--- AVAILABLE DATA ---

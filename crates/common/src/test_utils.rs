//! Test utilities for usb-probe
//!
//! Provides fixture builders shared by the crates' tests.
//!
//! # Example
//!
//! ```
//! use common::test_utils::create_mock_descriptor_bytes;
//! use descriptor::DeviceDescriptor;
//!
//! let bytes = create_mock_descriptor_bytes(0x1234, 0x5678);
//! let desc = DeviceDescriptor::parse(&bytes).unwrap();
//! assert_eq!(desc.vendor_id, 0x1234);
//! ```

use descriptor::{DeviceIdentifier, DeviceLocation, DeviceSpeed, DeviceSummary};

/// Raw descriptor of the Logitech C270 webcam (046d:0a45)
pub const LOGITECH_C270_DESCRIPTOR: [u8; 18] = [
    0x12, 0x01, 0x00, 0x02, 0x00, 0x00, 0x00, 0x40, 0x6d, 0x04, 0x45, 0x0a, 0x00, 0x01, 0x01, 0x02,
    0x03, 0x01,
];

/// Create raw device descriptor bytes for a vendor/product pair
///
/// Everything but the IDs matches [`LOGITECH_C270_DESCRIPTOR`].
pub fn create_mock_descriptor_bytes(vendor_id: u16, product_id: u16) -> [u8; 18] {
    MockDescriptor::new(vendor_id, product_id).build()
}

/// Builder for raw device descriptor bytes
#[derive(Debug, Clone)]
pub struct MockDescriptor {
    bytes: [u8; 18],
}

impl MockDescriptor {
    pub fn new(vendor_id: u16, product_id: u16) -> Self {
        let mut bytes = LOGITECH_C270_DESCRIPTOR;
        bytes[8..10].copy_from_slice(&vendor_id.to_le_bytes());
        bytes[10..12].copy_from_slice(&product_id.to_le_bytes());
        Self { bytes }
    }

    pub fn usb_version(mut self, bcd: u16) -> Self {
        self.bytes[2..4].copy_from_slice(&bcd.to_le_bytes());
        self
    }

    pub fn class(mut self, class: u8, subclass: u8, protocol: u8) -> Self {
        self.bytes[4] = class;
        self.bytes[5] = subclass;
        self.bytes[6] = protocol;
        self
    }

    pub fn device_version(mut self, bcd: u16) -> Self {
        self.bytes[12..14].copy_from_slice(&bcd.to_le_bytes());
        self
    }

    pub fn num_configurations(mut self, count: u8) -> Self {
        self.bytes[17] = count;
        self
    }

    pub fn build(self) -> [u8; 18] {
        self.bytes
    }
}

/// Create a mock bus location
pub fn create_mock_location(bus_number: u8, address: u8) -> DeviceLocation {
    DeviceLocation {
        bus_number,
        address,
        speed: DeviceSpeed::High,
    }
}

/// Create a mock bus listing entry
pub fn create_mock_summary(
    vendor_id: u16,
    product_id: u16,
    bus_number: u8,
    address: u8,
) -> DeviceSummary {
    DeviceSummary {
        identifier: DeviceIdentifier::new(vendor_id, product_id),
        location: create_mock_location(bus_number, address),
    }
}

#[cfg(test)]
mod tests {
    use super::*;
    use descriptor::DeviceDescriptor;

    #[test]
    fn test_mock_descriptor_ids() {
        let bytes = create_mock_descriptor_bytes(0xabcd, 0x0123);
        let desc = DeviceDescriptor::parse(&bytes).unwrap();
        assert_eq!(desc.identifier(), DeviceIdentifier::new(0xabcd, 0x0123));
    }

    #[test]
    fn test_mock_descriptor_builder() {
        let bytes = MockDescriptor::new(0x1a86, 0x7523)
            .usb_version(0x0110)
            .class(0xff, 0x00, 0x00)
            .device_version(0x0264)
            .num_configurations(2)
            .build();
        let desc = DeviceDescriptor::parse(&bytes).unwrap();

        assert_eq!(desc.usb_version.to_string(), "1.10");
        assert_eq!(desc.device_class, 0xff);
        assert_eq!(desc.device_version.to_string(), "2.64");
        assert_eq!(desc.num_configurations, 2);
    }

    #[test]
    fn test_mock_summary() {
        let summary = create_mock_summary(0x046d, 0x0a45, 1, 4);
        assert_eq!(summary.location.to_string(), "Bus 001 Device 004");
    }
}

---

ASSIGNMENT
Every entry is to be copied exactly, with none omitted.

REPLY
filename crates/common/src/test_utils.rs
//! Test utilities for usb-probe
//!
//! Provides fixture builders shared by the crates' tests.
//!
//! # Example
//!
//! ```
//! use common::test_utils::create_mock_descriptor_bytes;
//! use descriptor::DeviceDescriptor;
//!
//! let bytes = create_mock_descriptor_bytes(0x1234, 0x5678);
//! let desc = DeviceDescriptor::parse(&bytes).unwrap();
//! assert_eq!(desc.vendor_id, 0x1234);
//! ```

use descriptor::{DeviceIdentifier, DeviceLocation, DeviceSpeed, DeviceSummary};

/// Raw descriptor of the Logitech C270 webcam (046d:0a45)
pub const LOGITECH_C270_DESCRIPTOR: [u8; 18] = [
    0x12, 0x01, 0x00, 0x02, 0x00, 0x00, 0x00, 0x40, 0x6d, 0x04, 0x45, 0x0a, 0x00, 0x01, 0x01, 0x02,
    0x03, 0x01,
];

/// Create raw device descriptor bytes for a vendor/product pair
///
/// Everything but the IDs matches [`LOGITECH_C270_DESCRIPTOR`].
pub fn create_mock_descriptor_bytes(vendor_id: u16, product_id: u16) -> [u8; 18] {
    MockDescriptor::new(vendor_id, product_id).build()
}

/// Builder for raw device descriptor bytes
#[derive(Debug, Clone)]
pub struct MockDescriptor {
    bytes: [u8; 18],
}

impl MockDescriptor {
    pub fn new(vendor_id: u16, product_id: u16) -> Self {
        let mut bytes = LOGITECH_C270_DESCRIPTOR;
        bytes[8..10].copy_from_slice(&vendor_id.to_le_bytes());
        bytes[10..12].copy_from_slice(&product_id.to_le_bytes());
        Self { bytes }
    }

    pub fn usb_version(mut self, bcd: u16) -> Self {
        self.bytes[2..4].copy_from_slice(&bcd.to_le_bytes());
        self
    }

    pub fn class(mut self, class: u8, subclass: u8, protocol: u8) -> Self {
        self.bytes[4] = class;
        self.bytes[5] = subclass;
        self.bytes[6] = protocol;
        self
    }

    pub fn device_version(mut self, bcd: u16) -> Self {
        self.bytes[12..14].copy_from_slice(&bcd.to_le_bytes());
        self
    }

    pub fn num_configurations(mut self, count: u8) -> Self {
        self.bytes[17] = count;
        self
    }

    pub fn build(self) -> [u8; 18] {
        self.bytes
    }
}

/// Create a mock bus location
pub fn create_mock_location(bus_number: u8, address: u8) -> DeviceLocation {
    DeviceLocation {
        bus_number,
        address,
        speed: DeviceSpeed::High,
    }
}

/// Create a mock bus listing entry
pub fn create_mock_summary(
    vendor_id: u16,
    product_id: u16,
    bus_number: u8,
    address: u8,
) -> DeviceSummary {
    DeviceSummary {
        identifier: DeviceIdentifier::new(vendor_id, product_id),
        location: create_mock_location(bus_number, address),
    }
}

#[cfg(test)]
mod tests {
    use super::*;
    use descriptor::DeviceDescriptor;

    #[test]
    fn test_mock_descriptor_ids() {
        let bytes = create_mock_descriptor_bytes(0xabcd, 0x0123);
        let desc = DeviceDescriptor::parse(&bytes).unwrap();
        assert_eq!(desc.identifier(), DeviceIdentifier::new(0xabcd, 0x0123));
    }

    #[test]
    fn test_mock_descriptor_builder() {
        let bytes = MockDescriptor::new(0x1a86, 0x7523)
            .usb_version(0x0110)
            .class(0xff, 0x00, 0x00)
            .device_version(0x0264)
            .num_configurations(2)
            .build();
        let desc = DeviceDescriptor::parse(&bytes).unwrap();

        assert_eq!(desc.usb_version.to_string(), "1.10");
        assert_eq!(desc.device_class, 0xff);
        assert_eq!(desc.device_version.to_string(), "2.64");
        assert_eq!(desc.num_configurations, 2);
    }

    #[test]
    fn test_mock_summary() {
        let summary = create_mock_summary(0x046d, 0x0a45, 1, 4);
        assert_eq!(summary.location.to_string(), "Bus 001 Device 004");
    }
}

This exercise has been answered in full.